Description
What did you do?
We have a cluster of Alertmanager instances running in HA mode. We've configured Prometheus to discover the Alertmanager instances using DNS SRV SD. In our deployment, the DNS records are served by consul. When an Alertmanager instance fails or is removed, the SRV record is quickly updated to reflect the new topology. We had a host with an Alertmanager instance fail and observed the Prometheus prometheus_notifications_queue_length
grow uncontrollably and we started getting Alert notification queue full, dropping alerts
messages in the log.
Reproduction steps:
- Deploy an Alertmanager cluster in HA mode
- Configure Prometheus to discover Alertmanager using https://prometheus.io/docs/prometheus/latest/configuration/configuration/#dns_sd_config with SRV records
- Kill one Alertmanager instance and remove that instance from the SRV record
- Wait until the Prometheus notification queue fills
What did you expect to see?
We expected Prometheus to stop sending alerts to the failed Alertmanager quickly after the DNS record changed. We expected Prometheus to continue sending alerts to the Alertmanagers that remained in the DNS record.

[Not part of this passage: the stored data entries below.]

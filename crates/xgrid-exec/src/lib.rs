//! Compiles generated C, caches the result on disk, and binds and calls its
//! symbols through a dynamic foreign-function call (component C6).
//!
//! Kernel C signatures vary per-kernel and aren't known until a kernel is
//! actually generated, so a statically-typed function pointer can't express
//! the call the way a fixed FFI surface would. See `loader` for how this is
//! resolved.

mod compiler;
mod error;
mod loader;

pub use compiler::Compiler;
pub use error::{ArgumentError, BuildError, LinkError};
pub use loader::{bind, load, BoundKernel, CallArg};

use xgrid_ir::Signature;
use xgrid_util::RString;

/// Compile `source`, load the resulting library, and bind `entry_point` to
/// `signature` in one step — the common path from generated C straight to a
/// callable kernel.
pub fn build_and_bind(
	compiler: &Compiler,
	source: &str,
	cflags: &[String],
	entry_point: &str,
	name: &RString,
	signature: &Signature,
) -> Result<BoundKernel, ExecError> {
	let lib_path = compiler.compile(source, cflags)?;
	let library = load(&lib_path)?;
	let kernel = bind(&library, &lib_path, entry_point, name, signature)?;
	Ok(kernel)
}

/// Either half of the compile-then-bind pipeline can fail; this wraps both
/// so [`build_and_bind`] has a single error type.
#[derive(Debug, Clone, thiserror::Error)]
pub enum ExecError {
	#[error(transparent)]
	Build(#[from] BuildError),
	#[error(transparent)]
	Link(#[from] LinkError),
}

/// The seam an embedding `Context` (C7) calls through to turn generated
/// source into a bound kernel — implemented for real by [`Compiler`], and by
/// a test double in an embedder's own test suite so exercising the cache and
/// invocation logic doesn't require a system C compiler.
pub trait Builder {
	fn build_and_bind(
		&self,
		source: &str,
		cflags: &[String],
		entry_point: &str,
		name: &RString,
		signature: &Signature,
	) -> Result<BoundKernel, ExecError>;
}

impl Builder for Compiler {
	fn build_and_bind(
		&self,
		source: &str,
		cflags: &[String],
		entry_point: &str,
		name: &RString,
		signature: &Signature,
	) -> Result<BoundKernel, ExecError> {
		build_and_bind(self, source, cflags, entry_point, name, signature)
	}
}

#[cfg(test)]
mod test {
	use super::*;
	use xgrid_types::{FloatWidth, HostValue, IntWidth, Type, ValueType};

	fn compiler() -> Option<Compiler> {
		let dir = std::env::temp_dir().join(format!("xgrid-exec-lib-test-{}", std::process::id()));
		Compiler::new(dir, &["cc", "gcc", "clang"]).ok()
	}

	#[test]
	fn build_and_bind_calls_a_real_kernel() {
		let Some(compiler) = compiler() else {
			return;
		};
		let source = "double scale(double x, int32_t n) { return x * (double)n; }";
		let signature = Signature::new(
			vec![
				(RString::new("x"), Type::Value(ValueType::Float(FloatWidth::F64))),
				(RString::new("n"), Type::Value(ValueType::Int(IntWidth::W32))),
			],
			Type::Value(ValueType::Float(FloatWidth::F64)),
		);
		let kernel = build_and_bind(&compiler, source, &[], "scale", &RString::new("scale"), &signature).unwrap();

		let result = kernel
			.call(&[CallArg::Value(HostValue::Float64(2.5)), CallArg::Value(HostValue::Int32(4))])
			.unwrap();
		assert_eq!(result, Some(HostValue::Float64(10.0)));
	}

	#[test]
	fn build_and_bind_calls_a_void_kernel() {
		let Some(compiler) = compiler() else {
			return;
		};
		let source = "void noop(void) {}";
		let signature = Signature::new(vec![], Type::Void);
		let kernel = build_and_bind(&compiler, source, &[], "noop", &RString::new("noop"), &signature).unwrap();
		assert_eq!(kernel.call(&[]).unwrap(), None);
	}

	#[test]
	fn bind_rejects_struct_return() {
		use std::sync::Arc as StdArc;
		use xgrid_types::StructType;

		let Some(compiler) = compiler() else {
			return;
		};
		let source = "struct Pair { int32_t a; int32_t b; };\nstruct Pair make(void) { struct Pair p = {1, 2}; return p; }";
		let lib_path = compiler.compile(source, &[]).unwrap();
		let library = load(&lib_path).unwrap();
		let s = StdArc::new(StructType {
			name: RString::new("Pair"),
			fields: vec![
				(RString::new("a"), ValueType::Int(IntWidth::W32)),
				(RString::new("b"), ValueType::Int(IntWidth::W32)),
			],
		});
		let signature = Signature::new(vec![], Type::Value(ValueType::Struct(s)));
		let err = bind(&library, &lib_path, "make", &RString::new("make"), &signature).unwrap_err();
		assert!(matches!(err, LinkError::UnsupportedReturnType { .. }));
	}
}
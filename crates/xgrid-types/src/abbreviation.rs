use crate::{ReferenceType, Type, ValueType};

/// Deterministic, collision-free short name for `t`, used to build emitted C
/// identifiers (accessor function names, record tags). Distinct types must
/// never collapse to the same abbreviation: struct names are already unique
/// per [`crate::StructType`] registration, and the width suffixes below are
/// exhaustive over [`crate::IntWidth`]/[`crate::FloatWidth`], so no two
/// branches here can produce the same string for different inputs.
#[must_use]
pub fn abbreviation(t: &Type) -> String {
	match t {
		Type::Void => "void".to_owned(),
		Type::Value(v) => value_abbreviation(v),
		Type::Reference(r) => match r {
			ReferenceType::Ptr(elem) => format!("__Ptr_{}", value_abbreviation(elem)),
			ReferenceType::Grid(elem, dim) => {
				format!("__Grid{dim}d_{}", value_abbreviation(elem))
			}
		},
	}
}

fn value_abbreviation(v: &ValueType) -> String {
	match v {
		ValueType::Bool => "b".to_owned(),
		ValueType::Int(w) => format!("i{}", w.bits()),
		ValueType::Float(w) => format!("f{}", w.bits()),
		ValueType::Struct(s) => format!("st{}", s.name),
	}
}

#[cfg(test)]
mod test {
	use std::sync::Arc;

	use xgrid_util::RString;

	use super::*;
	use crate::{FloatWidth, IntWidth, StructType};

	#[test]
	fn scalars_abbreviate_as_spec_examples() {
		assert_eq!(abbreviation(&Type::Value(ValueType::Bool)), "b");
		assert_eq!(
			abbreviation(&Type::Value(ValueType::Int(IntWidth::W32))),
			"i32"
		);
		assert_eq!(
			abbreviation(&Type::Value(ValueType::Float(FloatWidth::F64))),
			"f64"
		);
	}

	#[test]
	fn struct_abbreviates_with_name() {
		let s = Arc::new(StructType {
			name: RString::new("Particle"),
			fields: vec![],
		});
		assert_eq!(
			abbreviation(&Type::Value(ValueType::Struct(s))),
			"stParticle"
		);
	}

	#[test]
	fn distinct_int_widths_never_collide() {
		let abbrevs: Vec<_> = [IntWidth::W8, IntWidth::W16, IntWidth::W32, IntWidth::W64]
			.into_iter()
			.map(|w| abbreviation(&Type::Value(ValueType::Int(w))))
			.collect();
		let mut unique = abbrevs.clone();
		unique.sort();
		unique.dedup();
		assert_eq!(abbrevs.len(), unique.len());
	}

	#[test]
	fn grid_abbreviation_carries_dimension_and_element() {
		let t = Type::Reference(ReferenceType::Grid(ValueType::Float(FloatWidth::F32), 2));
		assert_eq!(abbreviation(&t), "__Grid2d_f32");
	}
}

What did you see instead? Under which circumstances?
We experienced a failure on a host running one of the Alertmanager instances. The failed instance become unreachable and it was removed from the DNS record within a few seconds. Prometheus continued to attempt to post alerts to the failed Alertmanager until we restarted the process. Because every request hit the context timeout, the notification queue started to grow uncontrollably and we started to see notifications dropped. This is the same behavior described in #7676.
This was unexpected for our configuration because the DNS records changed to reflect the missing Alertmanger very quickly. Upon investigation, we found that the prometheus_sd_discovered_targets{name="notify"}
reflected the new topology almost immediately (which is exactly what we expected). However, prometheus_notifications_alertmanagers_discovered
never reflected the change (until we manually restarted prometheus). This was unexpected.
We did some investigation and believe we have found the root cause: https://github.com/prometheus/prometheus/blob/main/discovery/manager.go#L346 performs a non-blocking write to https://github.com/prometheus/prometheus/blob/main/discovery/manager.go#L90 which is an unbuffered channel. For Alertmanager notifications, this is read by https://github.com/prometheus/prometheus/blob/main/notifier/notifier.go#L310 which is effectively a non-blocking read when the notifier is under heavy load (because n.more
is likely to be readable). This becomes a death-spiral because the long timeout gives more time for more alerts to enqueue which increases the chance that n.more
will be readable. The spiral only stops once the maximum notification queue depth is reached. In our case this reached a steady-state of n.more
always being readable and tsets
never getting read. This means that service discovery targets for Alertmanager don't actually propagate to the notifier unless the loops in the manager and the notifier happen to perfectly line up. In the case where an Alertmanager instance has failed, the expected state of the notifier is to be in sendAll
almost all the time because every attempt to post an alert will require waiting for the context to expire which is much longer than the time it takes to execute the select statement in Run
. In practice, there's no reason to expect that the notifier will ever get new service discovery information in this situation.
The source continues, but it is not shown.